- [Problem to work on]: Within this material, state how many lines include the string "tick". Reply with the number only.

- [Extracted material]:
○ ○ ○ ○ ○ ○ ○
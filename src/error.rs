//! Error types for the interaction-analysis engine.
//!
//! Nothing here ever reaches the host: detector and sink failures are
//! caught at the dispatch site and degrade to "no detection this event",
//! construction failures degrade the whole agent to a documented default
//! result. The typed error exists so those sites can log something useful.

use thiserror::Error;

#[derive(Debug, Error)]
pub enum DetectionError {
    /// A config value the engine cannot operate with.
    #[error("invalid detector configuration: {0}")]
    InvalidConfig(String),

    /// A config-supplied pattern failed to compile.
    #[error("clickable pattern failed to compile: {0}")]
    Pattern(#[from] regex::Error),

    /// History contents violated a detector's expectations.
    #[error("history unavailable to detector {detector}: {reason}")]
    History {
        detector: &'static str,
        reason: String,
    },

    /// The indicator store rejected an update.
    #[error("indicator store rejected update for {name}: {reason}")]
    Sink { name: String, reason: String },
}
○ ○ ○ ○ ○ ○ ○
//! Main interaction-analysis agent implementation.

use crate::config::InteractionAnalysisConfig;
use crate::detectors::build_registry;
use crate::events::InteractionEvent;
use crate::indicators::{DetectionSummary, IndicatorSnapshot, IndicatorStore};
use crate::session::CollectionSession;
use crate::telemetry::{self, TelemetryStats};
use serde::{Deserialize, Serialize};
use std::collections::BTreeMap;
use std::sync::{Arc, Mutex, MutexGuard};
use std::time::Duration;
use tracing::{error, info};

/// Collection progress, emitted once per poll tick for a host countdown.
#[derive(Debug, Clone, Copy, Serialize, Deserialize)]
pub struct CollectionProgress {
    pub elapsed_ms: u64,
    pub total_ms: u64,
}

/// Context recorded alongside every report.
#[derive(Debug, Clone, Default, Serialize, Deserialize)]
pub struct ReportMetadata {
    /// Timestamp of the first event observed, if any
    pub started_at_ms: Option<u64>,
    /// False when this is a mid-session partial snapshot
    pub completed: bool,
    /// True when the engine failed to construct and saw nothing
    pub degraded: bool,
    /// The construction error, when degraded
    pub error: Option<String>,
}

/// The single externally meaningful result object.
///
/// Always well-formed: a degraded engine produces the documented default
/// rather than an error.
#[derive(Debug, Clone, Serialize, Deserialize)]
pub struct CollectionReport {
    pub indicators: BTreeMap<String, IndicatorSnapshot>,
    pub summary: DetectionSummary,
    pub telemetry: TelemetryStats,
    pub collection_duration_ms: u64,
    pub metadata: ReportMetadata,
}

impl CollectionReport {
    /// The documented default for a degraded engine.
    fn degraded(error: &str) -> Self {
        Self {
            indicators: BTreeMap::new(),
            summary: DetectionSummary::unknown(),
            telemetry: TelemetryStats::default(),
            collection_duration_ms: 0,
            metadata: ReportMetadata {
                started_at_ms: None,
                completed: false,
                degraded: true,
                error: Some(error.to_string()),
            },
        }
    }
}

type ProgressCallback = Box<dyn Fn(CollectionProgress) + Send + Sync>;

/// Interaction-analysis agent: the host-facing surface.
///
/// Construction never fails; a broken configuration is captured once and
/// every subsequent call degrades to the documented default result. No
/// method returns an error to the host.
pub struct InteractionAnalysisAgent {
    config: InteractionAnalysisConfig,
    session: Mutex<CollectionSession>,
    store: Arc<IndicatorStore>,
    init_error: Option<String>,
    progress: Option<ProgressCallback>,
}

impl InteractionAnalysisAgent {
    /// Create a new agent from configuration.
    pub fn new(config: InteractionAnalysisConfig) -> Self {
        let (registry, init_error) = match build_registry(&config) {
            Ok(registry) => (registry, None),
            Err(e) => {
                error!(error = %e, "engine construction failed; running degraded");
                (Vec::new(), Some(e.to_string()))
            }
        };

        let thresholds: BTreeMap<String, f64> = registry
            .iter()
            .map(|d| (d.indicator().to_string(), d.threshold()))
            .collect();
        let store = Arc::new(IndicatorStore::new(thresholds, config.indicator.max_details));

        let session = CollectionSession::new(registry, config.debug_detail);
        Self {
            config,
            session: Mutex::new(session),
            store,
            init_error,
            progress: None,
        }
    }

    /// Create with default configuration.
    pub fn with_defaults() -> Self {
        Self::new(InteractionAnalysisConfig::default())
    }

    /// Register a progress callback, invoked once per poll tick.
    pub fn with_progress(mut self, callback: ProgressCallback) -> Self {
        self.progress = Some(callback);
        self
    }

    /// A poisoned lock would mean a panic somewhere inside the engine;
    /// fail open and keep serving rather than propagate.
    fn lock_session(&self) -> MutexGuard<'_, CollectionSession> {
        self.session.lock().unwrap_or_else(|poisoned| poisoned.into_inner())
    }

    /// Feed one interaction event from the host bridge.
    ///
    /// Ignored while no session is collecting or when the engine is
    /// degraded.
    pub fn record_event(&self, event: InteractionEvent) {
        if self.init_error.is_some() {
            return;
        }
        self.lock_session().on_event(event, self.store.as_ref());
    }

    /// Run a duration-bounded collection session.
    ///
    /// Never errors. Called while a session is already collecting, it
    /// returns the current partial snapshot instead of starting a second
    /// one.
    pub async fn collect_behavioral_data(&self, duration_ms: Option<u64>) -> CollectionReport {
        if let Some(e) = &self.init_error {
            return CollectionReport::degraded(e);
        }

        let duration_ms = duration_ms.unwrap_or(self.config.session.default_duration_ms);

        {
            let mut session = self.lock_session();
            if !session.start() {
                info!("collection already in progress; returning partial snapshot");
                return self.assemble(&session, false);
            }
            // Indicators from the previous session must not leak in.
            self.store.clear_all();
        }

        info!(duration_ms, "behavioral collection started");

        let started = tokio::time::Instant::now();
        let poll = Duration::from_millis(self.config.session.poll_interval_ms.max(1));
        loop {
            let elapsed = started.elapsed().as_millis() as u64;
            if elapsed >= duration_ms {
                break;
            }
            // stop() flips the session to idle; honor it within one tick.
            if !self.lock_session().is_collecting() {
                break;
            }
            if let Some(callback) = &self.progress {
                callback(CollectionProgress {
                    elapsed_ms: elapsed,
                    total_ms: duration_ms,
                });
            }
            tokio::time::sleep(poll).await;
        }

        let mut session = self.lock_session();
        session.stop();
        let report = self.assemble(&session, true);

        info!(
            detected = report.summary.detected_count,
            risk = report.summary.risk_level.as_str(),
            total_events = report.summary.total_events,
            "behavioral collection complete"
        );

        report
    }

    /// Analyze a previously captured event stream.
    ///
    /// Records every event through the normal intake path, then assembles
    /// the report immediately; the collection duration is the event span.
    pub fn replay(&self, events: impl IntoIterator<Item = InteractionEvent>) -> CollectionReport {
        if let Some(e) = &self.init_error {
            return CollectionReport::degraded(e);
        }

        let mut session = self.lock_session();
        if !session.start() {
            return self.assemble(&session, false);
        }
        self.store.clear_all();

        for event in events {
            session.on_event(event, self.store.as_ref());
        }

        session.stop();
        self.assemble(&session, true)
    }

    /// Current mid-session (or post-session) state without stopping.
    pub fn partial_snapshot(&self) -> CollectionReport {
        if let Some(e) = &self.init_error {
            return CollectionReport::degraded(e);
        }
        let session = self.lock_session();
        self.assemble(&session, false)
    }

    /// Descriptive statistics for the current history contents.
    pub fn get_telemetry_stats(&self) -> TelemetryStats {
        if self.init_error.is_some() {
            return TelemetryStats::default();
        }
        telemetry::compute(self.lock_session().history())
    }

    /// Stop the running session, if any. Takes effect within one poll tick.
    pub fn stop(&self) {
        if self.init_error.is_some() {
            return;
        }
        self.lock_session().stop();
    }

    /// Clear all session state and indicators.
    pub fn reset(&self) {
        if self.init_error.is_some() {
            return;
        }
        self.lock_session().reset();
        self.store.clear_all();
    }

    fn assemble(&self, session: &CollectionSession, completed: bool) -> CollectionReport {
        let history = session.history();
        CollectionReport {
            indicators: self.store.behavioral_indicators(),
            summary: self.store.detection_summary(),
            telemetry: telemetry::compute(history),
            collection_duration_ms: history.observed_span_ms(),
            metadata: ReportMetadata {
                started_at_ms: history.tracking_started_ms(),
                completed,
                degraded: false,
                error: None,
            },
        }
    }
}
○ ○ ○ ○ ○ ○ ○
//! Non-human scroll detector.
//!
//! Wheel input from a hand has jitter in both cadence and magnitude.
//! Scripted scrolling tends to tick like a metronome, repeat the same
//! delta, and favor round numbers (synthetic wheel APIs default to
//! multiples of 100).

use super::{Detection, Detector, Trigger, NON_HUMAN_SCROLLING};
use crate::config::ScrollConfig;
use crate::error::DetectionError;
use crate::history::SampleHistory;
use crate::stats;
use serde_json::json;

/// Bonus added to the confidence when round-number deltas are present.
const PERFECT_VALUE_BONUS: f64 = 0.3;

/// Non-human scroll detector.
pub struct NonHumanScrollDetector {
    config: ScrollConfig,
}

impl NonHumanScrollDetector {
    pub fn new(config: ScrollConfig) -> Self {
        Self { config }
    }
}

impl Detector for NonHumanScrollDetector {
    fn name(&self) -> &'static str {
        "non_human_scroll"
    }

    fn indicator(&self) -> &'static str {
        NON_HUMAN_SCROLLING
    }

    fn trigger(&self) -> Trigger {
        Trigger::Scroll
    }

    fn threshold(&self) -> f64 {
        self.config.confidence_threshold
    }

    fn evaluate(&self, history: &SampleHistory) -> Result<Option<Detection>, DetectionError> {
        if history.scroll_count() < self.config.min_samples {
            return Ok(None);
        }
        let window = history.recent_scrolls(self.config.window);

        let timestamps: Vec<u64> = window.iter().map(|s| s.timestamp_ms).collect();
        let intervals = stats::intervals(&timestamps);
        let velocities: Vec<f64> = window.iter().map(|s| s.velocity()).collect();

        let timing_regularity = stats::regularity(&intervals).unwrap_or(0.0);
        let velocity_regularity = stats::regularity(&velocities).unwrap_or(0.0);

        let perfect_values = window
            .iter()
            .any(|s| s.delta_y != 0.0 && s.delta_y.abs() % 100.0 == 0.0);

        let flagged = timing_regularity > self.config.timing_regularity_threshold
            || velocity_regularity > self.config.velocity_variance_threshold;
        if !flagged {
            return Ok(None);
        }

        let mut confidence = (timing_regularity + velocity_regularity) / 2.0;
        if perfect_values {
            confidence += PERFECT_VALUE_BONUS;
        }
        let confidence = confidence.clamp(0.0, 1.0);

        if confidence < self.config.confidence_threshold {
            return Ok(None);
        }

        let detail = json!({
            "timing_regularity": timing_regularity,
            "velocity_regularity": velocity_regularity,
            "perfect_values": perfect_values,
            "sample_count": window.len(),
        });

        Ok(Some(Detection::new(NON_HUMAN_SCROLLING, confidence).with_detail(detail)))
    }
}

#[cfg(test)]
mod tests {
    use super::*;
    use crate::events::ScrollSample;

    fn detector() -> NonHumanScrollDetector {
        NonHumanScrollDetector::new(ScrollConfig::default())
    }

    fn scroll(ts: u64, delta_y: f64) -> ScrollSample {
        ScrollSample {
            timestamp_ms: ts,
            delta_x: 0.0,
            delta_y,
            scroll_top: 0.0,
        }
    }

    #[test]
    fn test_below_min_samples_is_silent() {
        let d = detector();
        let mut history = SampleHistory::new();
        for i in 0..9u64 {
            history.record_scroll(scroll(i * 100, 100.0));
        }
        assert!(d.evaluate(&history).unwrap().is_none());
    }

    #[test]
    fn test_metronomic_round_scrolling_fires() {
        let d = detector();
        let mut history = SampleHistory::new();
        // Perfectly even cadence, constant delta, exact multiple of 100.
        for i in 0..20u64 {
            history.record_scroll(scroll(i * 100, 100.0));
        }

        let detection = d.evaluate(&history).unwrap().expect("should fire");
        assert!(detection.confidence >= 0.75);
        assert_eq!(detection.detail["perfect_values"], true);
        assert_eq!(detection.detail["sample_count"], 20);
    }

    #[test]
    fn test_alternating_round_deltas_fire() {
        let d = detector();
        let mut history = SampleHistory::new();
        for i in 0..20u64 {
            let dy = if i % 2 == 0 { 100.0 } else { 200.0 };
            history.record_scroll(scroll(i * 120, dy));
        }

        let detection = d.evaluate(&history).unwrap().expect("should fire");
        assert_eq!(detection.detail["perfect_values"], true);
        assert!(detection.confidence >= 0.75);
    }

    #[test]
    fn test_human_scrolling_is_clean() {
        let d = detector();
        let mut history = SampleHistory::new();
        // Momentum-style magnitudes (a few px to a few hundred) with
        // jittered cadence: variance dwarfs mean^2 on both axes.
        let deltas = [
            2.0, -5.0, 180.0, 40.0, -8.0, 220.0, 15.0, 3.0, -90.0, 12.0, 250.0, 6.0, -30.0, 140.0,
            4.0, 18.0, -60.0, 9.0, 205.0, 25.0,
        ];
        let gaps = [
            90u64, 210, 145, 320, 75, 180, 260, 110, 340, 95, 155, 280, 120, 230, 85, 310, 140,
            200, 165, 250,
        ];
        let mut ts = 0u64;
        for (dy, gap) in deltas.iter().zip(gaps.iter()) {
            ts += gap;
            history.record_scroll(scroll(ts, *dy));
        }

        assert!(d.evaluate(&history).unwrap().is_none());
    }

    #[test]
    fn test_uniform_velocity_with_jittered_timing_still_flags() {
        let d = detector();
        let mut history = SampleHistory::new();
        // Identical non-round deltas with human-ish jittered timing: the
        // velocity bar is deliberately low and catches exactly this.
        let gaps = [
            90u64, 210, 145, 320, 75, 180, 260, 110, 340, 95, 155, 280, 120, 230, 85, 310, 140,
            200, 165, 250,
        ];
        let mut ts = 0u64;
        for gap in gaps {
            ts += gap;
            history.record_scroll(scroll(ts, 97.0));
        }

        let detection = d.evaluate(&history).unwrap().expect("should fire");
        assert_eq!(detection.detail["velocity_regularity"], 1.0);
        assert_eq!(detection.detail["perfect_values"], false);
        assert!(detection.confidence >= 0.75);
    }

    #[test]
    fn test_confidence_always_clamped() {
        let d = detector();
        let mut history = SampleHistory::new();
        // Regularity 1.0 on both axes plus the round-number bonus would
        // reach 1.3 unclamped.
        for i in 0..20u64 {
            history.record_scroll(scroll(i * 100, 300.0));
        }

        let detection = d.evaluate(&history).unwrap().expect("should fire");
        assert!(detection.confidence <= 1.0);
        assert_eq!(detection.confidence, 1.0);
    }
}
○ ○ ○ ○ ○ ○ ○
- [The answer]: 5